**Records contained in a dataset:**
[Start of section]
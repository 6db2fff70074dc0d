//! Association signatures.
//!
//! ## NIST 800-53 Rev5: SC-13 (Cryptographic Protection)
//!
//! Positive assertions are authenticated with an HMAC keyed by the shared
//! association secret. The tag is compared in constant time by `aws-lc-rs`.

use aws_lc_rs::hmac;
use base64::Engine;
use serde::{Deserialize, Serialize};

use crate::error::{OpenIdError, OpenIdResult};
use crate::message::ParameterList;

/// Fields `openid.signed` must always cover.
const REQUIRED_SIGNED: [&str; 4] = ["op_endpoint", "return_to", "response_nonce", "assoc_handle"];

/// Association MAC algorithm.
#[derive(Debug, Clone, Copy, PartialEq, Eq, Default, Serialize, Deserialize)]
pub enum AssocType {
    /// HMAC-SHA1.
    #[serde(rename = "HMAC-SHA1")]
    HmacSha1,
    /// HMAC-SHA256.
    #[default]
    #[serde(rename = "HMAC-SHA256")]
    HmacSha256,
}

impl AssocType {
    /// Returns the protocol name.
    #[must_use]
    pub const fn as_str(self) -> &'static str {
        match self {
            Self::HmacSha1 => "HMAC-SHA1",
            Self::HmacSha256 => "HMAC-SHA256",
        }
    }

    /// Returns the MAC key length in bytes.
    #[must_use]
    pub const fn key_len(self) -> usize {
        match self {
            Self::HmacSha1 => 20,
            Self::HmacSha256 => 32,
        }
    }

    fn algorithm(self) -> hmac::Algorithm {
        match self {
            Self::HmacSha1 => hmac::HMAC_SHA1_FOR_LEGACY_USE_ONLY,
            Self::HmacSha256 => hmac::HMAC_SHA256,
        }
    }
}

/// A shared-secret association with an OpenID provider.
pub struct Association {
    handle: String,
    assoc_type: AssocType,
    key: hmac::Key,
}

impl std::fmt::Debug for Association {
    fn fmt(&self, f: &mut std::fmt::Formatter<'_>) -> std::fmt::Result {
        f.debug_struct("Association")
            .field("handle", &self.handle)
            .field("assoc_type", &self.assoc_type)
            .finish_non_exhaustive()
    }
}

impl Association {
    /// Creates an association from a base64-encoded MAC key.
    pub fn new(
        handle: impl Into<String>,
        assoc_type: AssocType,
        mac_key_b64: &str,
    ) -> OpenIdResult<Self> {
        let secret = base64::engine::general_purpose::STANDARD
            .decode(mac_key_b64.trim())
            .map_err(|e| OpenIdError::Association(format!("mac_key is not base64: {e}")))?;

        if secret.len() != assoc_type.key_len() {
            return Err(OpenIdError::Association(format!(
                "{} requires a {}-byte mac_key, got {}",
                assoc_type.as_str(),
                assoc_type.key_len(),
                secret.len()
            )));
        }

        let handle = handle.into();
        if handle.is_empty() {
            return Err(OpenIdError::Association("empty association handle".into()));
        }

        Ok(Self {
            handle,
            assoc_type,
            key: hmac::Key::new(assoc_type.algorithm(), &secret),
        })
    }

    /// Returns the association handle.
    #[must_use]
    pub fn handle(&self) -> &str {
        &self.handle
    }

    /// Returns the MAC algorithm.
    #[must_use]
    pub const fn assoc_type(&self) -> AssocType {
        self.assoc_type
    }

    /// Computes `openid.sig` over the fields listed in `openid.signed`.
    pub fn sign(&self, params: &ParameterList) -> OpenIdResult<String> {
        let base = params.key_value_form(&params.signed_fields())?;
        let tag = hmac::sign(&self.key, base.as_bytes());
        Ok(base64::engine::general_purpose::STANDARD.encode(tag.as_ref()))
    }

    /// Verifies `openid.sig` of a positive assertion.
    pub fn verify(&self, params: &ParameterList) -> OpenIdResult<()> {
        let signed = params.signed_fields();

        for field in REQUIRED_SIGNED {
            if !signed.contains(&field) {
                return Err(OpenIdError::Signature(format!("{field} is not signed")));
            }
        }
        for field in ["claimed_id", "identity"] {
            if params.contains(field) && !signed.contains(&field) {
                return Err(OpenIdError::Signature(format!("{field} is not signed")));
            }
        }

        let sig = base64::engine::general_purpose::STANDARD
            .decode(params.require("sig")?)
            .map_err(|e| OpenIdError::Signature(format!("openid.sig is not base64: {e}")))?;
        let base = params.key_value_form(&signed)?;

        hmac::verify(&self.key, base.as_bytes(), &sig)
            .map_err(|_| OpenIdError::Signature("HMAC mismatch".into()))
    }
}

#[cfg(test)]
mod tests {
    use super::*;

    const KEY_256: &str = "MDEyMzQ1Njc4OWFiY2RlZjAxMjM0NTY3ODlhYmNkZWY=";

    fn assertion() -> ParameterList {
        ParameterList::new()
            .with("mode", "id_res")
            .with("op_endpoint", "https://op.example.com/server")
            .with("return_to", "https://rp.example.com/return")
            .with("response_nonce", "2026-01-01T00:00:00Zabc")
            .with("assoc_handle", "h1")
            .with("claimed_id", "https://op.example.com/id/alice")
            .with("identity", "https://op.example.com/id/alice")
            .with(
                "signed",
                "op_endpoint,return_to,response_nonce,assoc_handle,claimed_id,identity",
            )
    }

    fn signed(association: &Association) -> ParameterList {
        let mut params = assertion();
        let sig = association.sign(&params).unwrap();
        params.set("sig", sig);
        params
    }

    #[test]
    fn verifies_own_signature() {
        let association = Association::new("h1", AssocType::HmacSha256, KEY_256).unwrap();
        assert!(association.verify(&signed(&association)).is_ok());
    }

    #[test]
    fn detects_tampering() {
        let association = Association::new("h1", AssocType::HmacSha256, KEY_256).unwrap();
        let mut params = signed(&association);
        params.set("claimed_id", "https://op.example.com/id/mallory");

        assert!(matches!(
            association.verify(&params),
            Err(OpenIdError::Signature(_))
        ));
    }

    #[test]
    fn claimed_id_must_be_signed() {
        let association = Association::new("h1", AssocType::HmacSha256, KEY_256).unwrap();
        let mut params = assertion().with(
            "signed",
            "op_endpoint,return_to,response_nonce,assoc_handle",
        );
        let sig = association.sign(&params).unwrap();
        params.set("sig", sig);

        assert!(matches!(
            association.verify(&params),
            Err(OpenIdError::Signature(_))
        ));
    }

    #[test]
    fn sha1_association() {
        let key = base64::engine::general_purpose::STANDARD.encode([7u8; 20]);
        let association = Association::new("h1", AssocType::HmacSha1, &key).unwrap();
        assert!(association.verify(&signed(&association)).is_ok());
    }

    #[test]
    fn key_length_must_match_type() {
        assert!(matches!(
            Association::new("h1", AssocType::HmacSha1, KEY_256),
            Err(OpenIdError::Association(_))
        ));
        assert!(Association::new("h1", AssocType::HmacSha256, "%%").is_err());
        assert!(Association::new("", AssocType::HmacSha256, KEY_256).is_err());
    }
}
[End of section]
**REQUIRED ACTION:**
Find each line in the data above with the word "OpenIdResult", then copy it.

**THE ANSWER:**
use crate::error::{OpenIdError, OpenIdResult};
    ) -> OpenIdResult<Self> {
    pub fn sign(&self, params: &ParameterList) -> OpenIdResult<String> {
    pub fn verify(&self, params: &ParameterList) -> OpenIdResult<()> {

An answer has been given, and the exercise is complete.